-- Opening Marker --

//! Image rename command

use crate::output::{format_open_note, format_rename_summary};
use anyhow::{Context, Result};
use colored::Colorize;
use dialoguer::Input;
use medialens_core::rename::split_extension;
use medialens_core::store::{DocumentId, DocumentStore};
use medialens_core::OpenEditor;
use tracing::{debug, info};

/// Rename an image and rewrite the notes that reference it
///
/// Without `--to` the new base name is read from a prompt pre-filled with
/// the current one.
pub async fn rename_command(
    config_loader: crate::config::CliConfigLoader,
    filename: String,
    to: Option<String>,
    note: Option<DocumentId>,
) -> Result<()> {
    let config = config_loader.load().await?;
    let mut library = super::open_library(&config)?;
    let mut store = super::open_collection(&config)?;

    let proposed_base = match to {
        Some(base) => base,
        None => prompt_new_base(&filename)?,
    };

    // The note named by --note plays the part of the open editor
    let mut open_note = match note {
        Some(id) => Some(
            store
                .document(id)
                .with_context(|| format!("Failed to load note {}", id))?,
        ),
        None => None,
    };

    info!("Renaming {} to base name {}", filename, proposed_base);
    let outcome = library.rename(
        &mut store,
        &filename,
        &proposed_base,
        open_note.as_mut().map(|doc| doc as &mut dyn OpenEditor),
    )?;

    if !outcome.file_moved {
        eprintln!(
            "{} {} already exists; {} was left in place",
            "!".yellow(),
            outcome.new_name,
            outcome.original_name
        );
    }

    println!("{}", format_rename_summary(&outcome));

    if let Some(doc) = &open_note {
        debug!("Refreshed open note {}", doc.id);
        for line in format_open_note(doc) {
            println!("{}", line);
        }
    }

    Ok(())
}

/// Ask for the new base name, starting from the current one
fn prompt_new_base(filename: &str) -> Result<String> {
    let (base, _) = split_extension(filename);
    Input::<String>::new()
        .with_prompt(format!("Rename {} to", filename))
        .with_initial_text(base)
        .allow_empty(true)
        .interact_text()
        .context("Failed to read the new file name")
}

-- Closing Marker --

All of the records are to be reproduced exactly as they were given.

Solution to this exercise:
//! Image rename command

use crate::output::{format_open_note, format_rename_summary};
use anyhow::{Context, Result};
use colored::Colorize;
use dialoguer::Input;
use medialens_core::rename::split_extension;
use medialens_core::store::{DocumentId, DocumentStore};
use medialens_core::OpenEditor;
use tracing::{debug, info};

/// Rename an image and rewrite the notes that reference it
///
/// Without `--to` the new base name is read from a prompt pre-filled with
/// the current one.
pub async fn rename_command(
    config_loader: crate::config::CliConfigLoader,
    filename: String,
    to: Option<String>,
    note: Option<DocumentId>,
) -> Result<()> {
    let config = config_loader.load().await?;
    let mut library = super::open_library(&config)?;
    let mut store = super::open_collection(&config)?;

    let proposed_base = match to {
        Some(base) => base,
        None => prompt_new_base(&filename)?,
    };

    // The note named by --note plays the part of the open editor
    let mut open_note = match note {
        Some(id) => Some(
            store
                .document(id)
                .with_context(|| format!("Failed to load note {}", id))?,
        ),
        None => None,
    };

    info!("Renaming {} to base name {}", filename, proposed_base);
    let outcome = library.rename(
        &mut store,
        &filename,
        &proposed_base,
        open_note.as_mut().map(|doc| doc as &mut dyn OpenEditor),
    )?;

    if !outcome.file_moved {
        eprintln!(
            "{} {} already exists; {} was left in place",
            "!".yellow(),
            outcome.new_name,
            outcome.original_name
        );
    }

    println!("{}", format_rename_summary(&outcome));

    if let Some(doc) = &open_note {
        debug!("Refreshed open note {}", doc.id);
        for line in format_open_note(doc) {
            println!("{}", line);
        }
    }

    Ok(())
}

/// Ask for the new base name, starting from the current one
fn prompt_new_base(filename: &str) -> Result<String> {
    let (base, _) = split_extension(filename);
    Input::<String>::new()
        .with_prompt(format!("Rename {} to", filename))
        .with_initial_text(base)
        .allow_empty(true)
        .interact_text()
        .context("Failed to read the new file name")
}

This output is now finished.